#### [Task details]
Every line holding the string "poisoned" should be copied from the listing.

#### [Raw data]
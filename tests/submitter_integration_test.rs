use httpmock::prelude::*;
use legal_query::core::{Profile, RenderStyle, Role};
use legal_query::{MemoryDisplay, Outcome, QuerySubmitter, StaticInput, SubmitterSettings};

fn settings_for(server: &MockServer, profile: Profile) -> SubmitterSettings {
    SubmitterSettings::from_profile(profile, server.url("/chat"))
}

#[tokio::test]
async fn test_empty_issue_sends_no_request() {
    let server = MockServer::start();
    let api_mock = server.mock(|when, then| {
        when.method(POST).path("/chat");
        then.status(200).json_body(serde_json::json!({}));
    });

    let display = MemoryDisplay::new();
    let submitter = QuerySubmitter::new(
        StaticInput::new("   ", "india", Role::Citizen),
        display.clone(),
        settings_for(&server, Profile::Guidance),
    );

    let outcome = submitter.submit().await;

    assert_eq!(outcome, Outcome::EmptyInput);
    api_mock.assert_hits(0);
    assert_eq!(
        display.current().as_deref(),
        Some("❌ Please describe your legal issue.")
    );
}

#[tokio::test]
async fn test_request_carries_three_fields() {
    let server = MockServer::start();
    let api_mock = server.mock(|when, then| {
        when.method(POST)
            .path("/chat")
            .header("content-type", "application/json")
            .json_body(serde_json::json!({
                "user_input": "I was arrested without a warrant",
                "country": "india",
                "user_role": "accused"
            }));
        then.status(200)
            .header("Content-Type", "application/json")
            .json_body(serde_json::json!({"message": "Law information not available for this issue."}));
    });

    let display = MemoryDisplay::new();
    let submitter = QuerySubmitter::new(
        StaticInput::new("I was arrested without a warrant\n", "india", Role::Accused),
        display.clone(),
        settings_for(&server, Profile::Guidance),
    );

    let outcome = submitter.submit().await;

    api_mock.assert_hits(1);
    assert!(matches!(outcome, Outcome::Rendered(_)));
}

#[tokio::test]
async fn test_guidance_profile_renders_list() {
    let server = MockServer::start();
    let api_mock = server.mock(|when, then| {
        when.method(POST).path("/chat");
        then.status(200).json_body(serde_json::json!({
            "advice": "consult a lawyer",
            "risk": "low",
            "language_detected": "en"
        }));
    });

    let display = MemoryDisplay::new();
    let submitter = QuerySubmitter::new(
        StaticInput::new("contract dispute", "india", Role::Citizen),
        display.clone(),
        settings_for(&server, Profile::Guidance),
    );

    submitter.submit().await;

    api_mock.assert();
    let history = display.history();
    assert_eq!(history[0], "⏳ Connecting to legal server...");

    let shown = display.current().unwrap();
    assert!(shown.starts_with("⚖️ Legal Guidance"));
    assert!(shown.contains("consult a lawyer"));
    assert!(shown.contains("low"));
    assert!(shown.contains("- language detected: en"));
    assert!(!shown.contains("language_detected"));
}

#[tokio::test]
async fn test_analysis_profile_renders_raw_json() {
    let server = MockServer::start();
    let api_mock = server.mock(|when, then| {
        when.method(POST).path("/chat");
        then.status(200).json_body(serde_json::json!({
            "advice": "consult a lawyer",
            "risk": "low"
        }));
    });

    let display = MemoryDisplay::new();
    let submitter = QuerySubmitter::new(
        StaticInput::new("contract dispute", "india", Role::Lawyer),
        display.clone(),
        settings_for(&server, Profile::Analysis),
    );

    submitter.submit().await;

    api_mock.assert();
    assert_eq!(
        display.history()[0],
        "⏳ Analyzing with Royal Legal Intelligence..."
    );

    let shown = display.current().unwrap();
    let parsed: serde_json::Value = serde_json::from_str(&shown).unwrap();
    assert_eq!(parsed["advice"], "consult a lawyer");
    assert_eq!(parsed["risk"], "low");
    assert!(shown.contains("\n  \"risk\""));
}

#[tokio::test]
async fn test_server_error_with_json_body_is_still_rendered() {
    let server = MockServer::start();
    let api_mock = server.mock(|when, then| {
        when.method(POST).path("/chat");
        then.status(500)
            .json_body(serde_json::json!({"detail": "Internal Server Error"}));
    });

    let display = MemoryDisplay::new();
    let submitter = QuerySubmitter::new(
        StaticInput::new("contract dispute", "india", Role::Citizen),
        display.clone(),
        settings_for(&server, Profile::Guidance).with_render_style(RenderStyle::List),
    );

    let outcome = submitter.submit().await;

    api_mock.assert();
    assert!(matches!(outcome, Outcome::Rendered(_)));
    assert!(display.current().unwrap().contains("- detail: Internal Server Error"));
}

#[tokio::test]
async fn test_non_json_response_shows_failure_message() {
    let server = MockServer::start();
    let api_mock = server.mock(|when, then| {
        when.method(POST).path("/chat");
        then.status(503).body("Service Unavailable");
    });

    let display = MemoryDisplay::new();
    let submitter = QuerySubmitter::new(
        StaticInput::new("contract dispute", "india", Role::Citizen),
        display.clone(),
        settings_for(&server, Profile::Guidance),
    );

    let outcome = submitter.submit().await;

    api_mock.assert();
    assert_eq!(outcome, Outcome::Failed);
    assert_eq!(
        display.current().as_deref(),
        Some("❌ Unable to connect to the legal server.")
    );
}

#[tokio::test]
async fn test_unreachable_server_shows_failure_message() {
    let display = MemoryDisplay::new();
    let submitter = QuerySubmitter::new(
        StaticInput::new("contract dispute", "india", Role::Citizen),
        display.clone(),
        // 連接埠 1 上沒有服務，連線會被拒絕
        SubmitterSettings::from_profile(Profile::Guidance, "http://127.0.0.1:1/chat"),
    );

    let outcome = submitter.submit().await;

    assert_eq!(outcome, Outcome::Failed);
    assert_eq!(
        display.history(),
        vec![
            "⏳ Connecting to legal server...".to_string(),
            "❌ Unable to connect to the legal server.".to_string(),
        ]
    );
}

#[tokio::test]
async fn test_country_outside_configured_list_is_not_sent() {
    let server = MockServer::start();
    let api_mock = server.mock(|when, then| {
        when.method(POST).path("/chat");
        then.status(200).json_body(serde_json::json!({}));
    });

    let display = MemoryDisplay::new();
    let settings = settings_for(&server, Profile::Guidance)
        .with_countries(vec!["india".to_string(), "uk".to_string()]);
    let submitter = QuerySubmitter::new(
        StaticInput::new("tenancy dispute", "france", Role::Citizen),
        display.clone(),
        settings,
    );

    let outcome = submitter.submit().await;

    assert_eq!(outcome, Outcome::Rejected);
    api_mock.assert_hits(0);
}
---
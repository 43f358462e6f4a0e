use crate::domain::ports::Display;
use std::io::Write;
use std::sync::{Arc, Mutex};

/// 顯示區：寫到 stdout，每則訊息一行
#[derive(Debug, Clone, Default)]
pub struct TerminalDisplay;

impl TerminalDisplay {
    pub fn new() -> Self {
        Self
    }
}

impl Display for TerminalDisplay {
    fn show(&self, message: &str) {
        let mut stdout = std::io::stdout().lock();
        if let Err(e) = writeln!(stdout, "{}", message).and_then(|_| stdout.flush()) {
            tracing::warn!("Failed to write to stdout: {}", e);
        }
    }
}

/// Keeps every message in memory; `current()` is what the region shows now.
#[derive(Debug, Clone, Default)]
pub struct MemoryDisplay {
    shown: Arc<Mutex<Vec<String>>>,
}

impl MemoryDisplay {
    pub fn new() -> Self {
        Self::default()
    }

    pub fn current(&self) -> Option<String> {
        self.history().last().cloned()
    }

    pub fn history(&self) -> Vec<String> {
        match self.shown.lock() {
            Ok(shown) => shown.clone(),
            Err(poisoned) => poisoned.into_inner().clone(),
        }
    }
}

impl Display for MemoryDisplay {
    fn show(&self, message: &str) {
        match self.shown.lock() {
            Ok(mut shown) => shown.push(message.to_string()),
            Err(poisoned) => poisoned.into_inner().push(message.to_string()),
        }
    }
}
--
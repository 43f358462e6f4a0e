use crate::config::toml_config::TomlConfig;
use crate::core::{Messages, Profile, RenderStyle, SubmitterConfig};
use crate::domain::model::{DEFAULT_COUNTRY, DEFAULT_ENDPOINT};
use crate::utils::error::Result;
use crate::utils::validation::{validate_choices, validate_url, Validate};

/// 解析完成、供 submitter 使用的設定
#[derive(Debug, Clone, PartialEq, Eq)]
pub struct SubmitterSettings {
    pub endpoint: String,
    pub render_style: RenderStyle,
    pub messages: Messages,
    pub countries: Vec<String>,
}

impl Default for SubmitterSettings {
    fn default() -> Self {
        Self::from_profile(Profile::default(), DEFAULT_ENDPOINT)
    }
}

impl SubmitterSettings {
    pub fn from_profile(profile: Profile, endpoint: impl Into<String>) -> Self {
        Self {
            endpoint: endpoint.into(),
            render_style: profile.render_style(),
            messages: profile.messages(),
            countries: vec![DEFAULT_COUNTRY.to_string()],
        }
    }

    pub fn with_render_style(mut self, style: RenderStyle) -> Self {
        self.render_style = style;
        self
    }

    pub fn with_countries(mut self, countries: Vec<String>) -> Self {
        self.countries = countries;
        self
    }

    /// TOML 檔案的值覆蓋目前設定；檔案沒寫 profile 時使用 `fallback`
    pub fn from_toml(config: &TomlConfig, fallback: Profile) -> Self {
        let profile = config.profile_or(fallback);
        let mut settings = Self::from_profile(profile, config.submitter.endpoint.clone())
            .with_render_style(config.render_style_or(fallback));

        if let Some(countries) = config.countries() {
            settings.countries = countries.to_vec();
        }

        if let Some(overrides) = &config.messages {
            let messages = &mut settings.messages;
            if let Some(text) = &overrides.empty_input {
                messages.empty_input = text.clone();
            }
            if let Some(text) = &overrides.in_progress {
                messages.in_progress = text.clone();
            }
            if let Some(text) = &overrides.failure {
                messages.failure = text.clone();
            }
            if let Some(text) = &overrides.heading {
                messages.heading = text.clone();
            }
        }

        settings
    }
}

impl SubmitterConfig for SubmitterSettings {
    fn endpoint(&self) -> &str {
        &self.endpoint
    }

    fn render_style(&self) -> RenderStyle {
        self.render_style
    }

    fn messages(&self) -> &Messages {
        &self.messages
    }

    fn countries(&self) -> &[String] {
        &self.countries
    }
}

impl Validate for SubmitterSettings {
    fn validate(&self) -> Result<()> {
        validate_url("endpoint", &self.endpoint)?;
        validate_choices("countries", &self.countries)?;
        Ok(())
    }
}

#### [Output of the task]
            Err(poisoned) => poisoned.into_inner().clone(),
            Err(poisoned) => poisoned.into_inner().push(message.to_string()),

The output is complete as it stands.